(What you are asked to do):
Wherever the word "kinds" shows up in the data, report the line it sits in.

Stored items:
<<<<

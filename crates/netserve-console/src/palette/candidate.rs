//! Palette candidates
//!
//! A candidate is one selectable row in the palette. The three kinds share a
//! label, an icon and an optional route, and differ in what activation does.

use crate::domain_models::EntityId;

/// Opaque icon reference, resolved to a glyph at render time
#[derive(Debug, Clone, Copy, PartialEq, Eq, Hash)]
pub enum Icon {
    Overview,
    Ticket,
    Client,
    Network,
    Inventory,
    Analytics,
    Settings,
    Radar,
    Restart,
    Flush,
    Shield,
    Plus,
}

impl Icon {
    /// Single-cell glyph used in the palette and sidebar
    pub fn glyph(self) -> &'static str {
        match self {
            Self::Overview => "◆",
            Self::Ticket => "✉",
            Self::Client => "◎",
            Self::Network => "⇄",
            Self::Inventory => "▤",
            Self::Analytics => "▥",
            Self::Settings => "⚙",
            Self::Radar => "◌",
            Self::Restart => "↻",
            Self::Flush => "⌫",
            Self::Shield => "▲",
            Self::Plus => "+",
        }
    }
}

/// Action tag carried by command candidates
#[derive(Debug, Clone, Copy, PartialEq, Eq, Hash, strum::Display, strum::EnumIter)]
#[strum(serialize_all = "lowercase")]
pub enum CommandAction {
    Scan,
    Restart,
    Flush,
    Lockdown,
    Create,
}

/// A page of the dashboard
#[derive(Debug, Clone, PartialEq, Eq)]
pub struct NavigationTarget {
    pub label: String,
    pub icon: Icon,
    pub path: String,
}

/// An operational command
#[derive(Debug, Clone, PartialEq, Eq)]
pub struct CommandEntry {
    pub label: String,
    pub icon: Icon,
    pub path: Option<String>,
    pub action: CommandAction,
}

/// A record from the entity store (clients)
#[derive(Debug, Clone, PartialEq, Eq)]
pub struct EntityRecord {
    pub label: String,
    pub icon: Icon,
    pub entity_id: EntityId,
}

/// One selectable item in the merged palette list
#[derive(Debug, Clone, PartialEq, Eq)]
pub enum Candidate {
    Navigation(NavigationTarget),
    Command(CommandEntry),
    Entity(EntityRecord),
}

impl Candidate {
    pub fn label(&self) -> &str {
        match self {
            Self::Navigation(target) => &target.label,
            Self::Command(command) => &command.label,
            Self::Entity(record) => &record.label,
        }
    }

    pub fn icon(&self) -> Icon {
        match self {
            Self::Navigation(target) => target.icon,
            Self::Command(command) => command.icon,
            Self::Entity(record) => record.icon,
        }
    }

    /// Route attached to the candidate itself (entities have none)
    pub fn path(&self) -> Option<&str> {
        match self {
            Self::Navigation(target) => Some(&target.path),
            Self::Command(command) => command.path.as_deref(),
            Self::Entity(_) => None,
        }
    }

    /// Short kind tag shown on the right of each palette row
    pub fn kind_label(&self) -> &'static str {
        match self {
            Self::Navigation(_) => "Page",
            Self::Command(_) => "Command",
            Self::Entity(_) => "Client",
        }
    }
}

#[cfg(test)]
mod tests {
    use super::*;

    #[test]
    fn test_command_action_display_is_lowercase_tag() {
        assert_eq!(CommandAction::Lockdown.to_string(), "lockdown");
        assert_eq!(CommandAction::Scan.to_string(), "scan");
    }

    #[test]
    fn test_entity_candidate_has_no_path() {
        let candidate = Candidate::Entity(EntityRecord {
            label: "Acme Logistics".to_string(),
            icon: Icon::Client,
            entity_id: EntityId(1),
        });
        assert_eq!(candidate.path(), None);
        assert_eq!(candidate.kind_label(), "Client");
        assert_eq!(candidate.label(), "Acme Logistics");
    }
}
pub use crate::{
    command_id::CommandId,
    keybindings::{KeyBinding, Keymap},
};

/// Get the default keymap
pub fn default_keymap() -> Keymap {
    Keymap::new(default_bindings())
}

/// Default bindings before pattern parsing
pub fn default_bindings() -> Vec<KeyBinding> {
    use CommandId::*;

    vec![
        // Command palette
        KeyBinding::new("ctrl+k", "Ctrl+K", CommandPaletteOpen),
        KeyBinding::new("ctrl+p", "Ctrl+P", CommandPaletteOpen),
        // Pages, in sidebar order
        KeyBinding::new("1", "1", RouteOverview),
        KeyBinding::new("2", "2", RouteTickets),
        KeyBinding::new("3", "3", RouteClients),
        KeyBinding::new("4", "4", RouteNetwork),
        KeyBinding::new("5", "5", RouteInventory),
        KeyBinding::new("6", "6", RouteAnalytics),
        KeyBinding::new("7", "7", RouteSettings),
        KeyBinding::new("b", "b", RouteBack),
        KeyBinding::new("backspace", "Backspace", RouteBack),
        // Analytics
        KeyBinding::new("g", "g", ReportGenerate),
        KeyBinding::new("ctrl+g", "Ctrl+G", ReportGenerate),
        // Session
        KeyBinding::new("ctrl+l", "Ctrl+L", SessionLogout),
        // Status bar
        KeyBinding::new("c", "c", StatusBarClear),
        // Global
        KeyBinding::new("q", "q", GlobalClose),
        KeyBinding::new("esc", "Esc", GlobalClose),
        KeyBinding::new("ctrl+q", "Ctrl+Q", GlobalQuit),
    ]
}
//! Palette selector
//!
//! Pure selection logic behind the command palette:
//! - `candidate`: the three kinds of selectable items
//! - `catalog`: static navigation and command tables
//! - `selector`: query filtering and the fixed merge order
//! - `cursor`: cyclic cursor arithmetic
//! - `effects`: what activating a candidate does
//!
//! Nothing in here touches application state; the reducer and middleware
//! feed it the current query and entity collection.

pub mod candidate;
pub mod catalog;
pub mod cursor;
pub mod effects;
pub mod selector;

pub use candidate::{Candidate, CommandAction, CommandEntry, EntityRecord, Icon, NavigationTarget};
pub use catalog::{command_entries, navigation_targets};
pub use effects::{effects_for, Effect, Severity, ENTITY_LIST_PATH};
pub use selector::{filter_and_merge, ENTITY_MATCH_LIMIT};
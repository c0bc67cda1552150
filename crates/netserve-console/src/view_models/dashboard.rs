//! View model for the dashboard shell (header and sidebar)

use crate::actions::{Action, RouterAction};
use crate::command_id::CommandId;
use crate::keybindings::Keymap;
use crate::palette::catalog::page_title;
use crate::palette::navigation_targets;
use crate::state::AppState;

const ROUTE_COMMANDS: [CommandId; 7] = [
    CommandId::RouteOverview,
    CommandId::RouteTickets,
    CommandId::RouteClients,
    CommandId::RouteNetwork,
    CommandId::RouteInventory,
    CommandId::RouteAnalytics,
    CommandId::RouteSettings,
];

#[derive(Debug, Clone)]
pub struct DashboardViewModel {
    pub company: String,
    /// Display name of the signed-in operator, empty without a session
    pub operator: String,
    pub page_title: String,
    pub sidebar: Vec<SidebarItem>,
    /// "Ctrl+K palette  g report ..." style hint for the header
    pub header_hints: Vec<(String, &'static str)>,
}

#[derive(Debug, Clone)]
pub struct SidebarItem {
    pub label: String,
    pub icon: &'static str,
    pub path: String,
    /// Shortcut that jumps to this page, e.g. "1"
    pub hint: String,
    pub is_active: bool,
}

impl DashboardViewModel {
    pub fn from_state(state: &AppState) -> Self {
        let current = state.router.current.as_str();

        let sidebar = navigation_targets()
            .into_iter()
            .map(|target| SidebarItem {
                hint: route_hint(&state.keymap, &target.path).unwrap_or_default(),
                icon: target.icon.glyph(),
                is_active: target.path == current,
                label: target.label,
                path: target.path,
            })
            .collect();

        let header_hints = [
            CommandId::CommandPaletteOpen,
            CommandId::ReportGenerate,
            CommandId::SessionLogout,
        ]
        .into_iter()
        .filter_map(|id| {
            state
                .keymap
                .compact_hint_for_command(id)
                .map(|hint| (hint, id.title()))
        })
        .collect();

        Self {
            company: state.config.company_name.clone(),
            operator: state
                .session
                .as_ref()
                .map(|op| op.display_name.clone())
                .unwrap_or_default(),
            page_title: page_title(current).unwrap_or_else(|| "Not found".to_string()),
            sidebar,
            header_hints,
        }
    }
}

/// Keymap hint of the route command that navigates to `path`
fn route_hint(keymap: &Keymap, path: &str) -> Option<String> {
    ROUTE_COMMANDS
        .into_iter()
        .find(|id| {
            matches!(id.to_action(), Action::Router(RouterAction::Navigate(target)) if target == path)
        })
        .and_then(|id| keymap.compact_hint_for_command(id))
}
//! Dispatcher for middleware action dispatch
//!
//! When middleware needs to dispatch actions that should re-enter the middleware chain,
//! it uses the Dispatcher. Actions dispatched via Dispatcher are queued on the store's
//! action channel and go back through the full middleware chain when the store drains it.
//!
//! This enables patterns like:
//! - KeyPressed is translated into TextInput, which the active view translates again
//! - A finished simulated login task dispatches Login(Succeeded) from a tokio worker

use crate::actions::Action;
use std::sync::mpsc::Sender;

/// Dispatcher for sending actions through the middleware chain
///
/// Cheap to clone; clones are moved into async tasks.
#[derive(Clone)]
pub struct Dispatcher {
    action_tx: Sender<Action>,
}

impl Dispatcher {
    /// Create a new dispatcher with the store's action channel
    pub fn new(action_tx: Sender<Action>) -> Self {
        Self { action_tx }
    }

    /// Dispatch an action to be processed through the middleware chain
    pub fn dispatch(&self, action: Action) {
        if let Err(e) = self.action_tx.send(action) {
            log::error!("Dispatcher: failed to send action: {}", e);
        }
    }
}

>>>>

(Reply to the exercise):
//! A candidate is one selectable row in the palette. The three kinds share a
//! - `candidate`: the three kinds of selectable items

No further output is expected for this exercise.